Strona:PL Maria Rodziewiczówna - Ragnarök.djvu/222

Z Wikiźródeł, wolnej biblioteki
Ta strona została skorygowana.

Ale w tańcach musiała nastąpić przerwa i wypoczynek, bo znowu przeszło opodal paru mężczyzn z papierosami. Śmiali się. Jeden coś opowiadał.
— Grzmotnęliśmy się o ziemię, aż jękło! Tylem wykierował, żeby Julcia była pode mną... Ale koścista bestja! Stanik jej pękł — przysięgnę, że się watuje.
— To nic. Stary nakradł się zdrowo! Dotka ci ją listami!
— Wiesz ty, wolałbym mamę... bez sakramentu.
— Et, Świnia jesteś!
— A ty poco Adamsową kręcisz?
— Bo co z tych panien? Oprócz Adamsówny, niema żadnej partji. Człowiek się tylko ogania, żeby nie złapali.

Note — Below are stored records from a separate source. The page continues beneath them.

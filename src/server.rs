pub mod api;

use std::net::SocketAddr;
use std::sync::Arc;

use anyhow::{Context, Result};
use axum::{Router, routing::get};
use prometheus_client::registry::Registry;
use tokio_util::sync::CancellationToken;
use tracing::info;

use crate::config::ServeArgs;
use crate::health;
use crate::k8s::client::build_client;
use crate::k8s::gateway::KubeGateway;
use crate::metrics::Metrics;
use crate::status::StatusComposer;
use api::AppState;

pub fn router(state: AppState) -> Router {
    Router::new()
        .route("/status", get(api::get_status))
        .route("/healthz", get(health::healthz))
        .route("/readyz", get(health::readyz))
        .route("/metrics", get(api::get_metrics))
        .with_state(state)
}

/// Run the status API until `cancel` fires.
pub async fn run(args: ServeArgs, cancel: CancellationToken) -> Result<()> {
    let watched = args.watched_namespaces();
    info!(
        port = args.port,
        watched_namespaces = ?watched,
        query_timeout_secs = args.query_timeout_secs,
        "Starting status server"
    );

    let client = build_client(args.context.as_deref())
        .await
        .context("Failed to create Kubernetes client")?;

    let mut registry = Registry::default();
    let metrics = Arc::new(Metrics::new(&mut registry));
    let registry = Arc::new(registry);

    let composer = StatusComposer::new(Arc::new(KubeGateway::new(client)))
        .with_selectors(args.selectors())
        .with_query_timeout(args.query_timeout())
        .with_watched_namespaces(watched)
        .with_metrics(metrics.clone());

    let state = AppState::new(Arc::new(composer), metrics, registry, cancel.clone());
    let health = state.health.clone();
    let app = router(state);

    let addr = SocketAddr::from(([0, 0, 0, 0], args.port));
    let listener = tokio::net::TcpListener::bind(addr)
        .await
        .with_context(|| format!("Failed to bind {}", addr))?;

    info!(addr = %addr, "Server listening");
    health.set_ready(true);

    axum::serve(listener, app)
        .with_graceful_shutdown(async move {
            cancel.cancelled().await;
            health.set_ready(false);
            info!("Server shutting down");
        })
        .await?;

    Ok(())
}
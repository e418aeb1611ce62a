//! Terminal rendering for API responses.
//!
//! Renderers return the text instead of printing so `main` decides where it
//! goes.

pub mod backrest;
pub mod status;
pub mod table;
pub mod workflow;

use anyhow::{Context, Result};
use serde::Serialize;

/// Pretty-printed JSON for `--output json`.
pub fn render_json<T: Serialize>(value: &T) -> Result<String> {
    serde_json::to_string_pretty(value).context("Failed to encode JSON output")
}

— Ależ bo łapią, wprost gwałtem tkają.
— Aż złości. Za byle jaką kobyłę ceny nie wymyślą. Zechciej czwórkę zebrać, to parę tysięcy zaśpiewają. A tych fornalek mrowie — i co z nich?
— Et, jakieś pięć tysięcy! No i to pierwsza — na zachętę. Tamte i tego nie dostaną.
— No, a Majewska?
— Goła. Wigder mówił, że stary ledwie dyszy.
— A Marylka Sawińska?
— No, ta się wyda przed ślubem...
— Adamsównę Bratkowscy łapią dla Staśka.
— No, no, pogadamy jeszcze o tem!
— Ale, ty z Adamsową!
— A cóż to, mała robota, myślicie? Baba waży siedem pudów i śmierdzi kozą!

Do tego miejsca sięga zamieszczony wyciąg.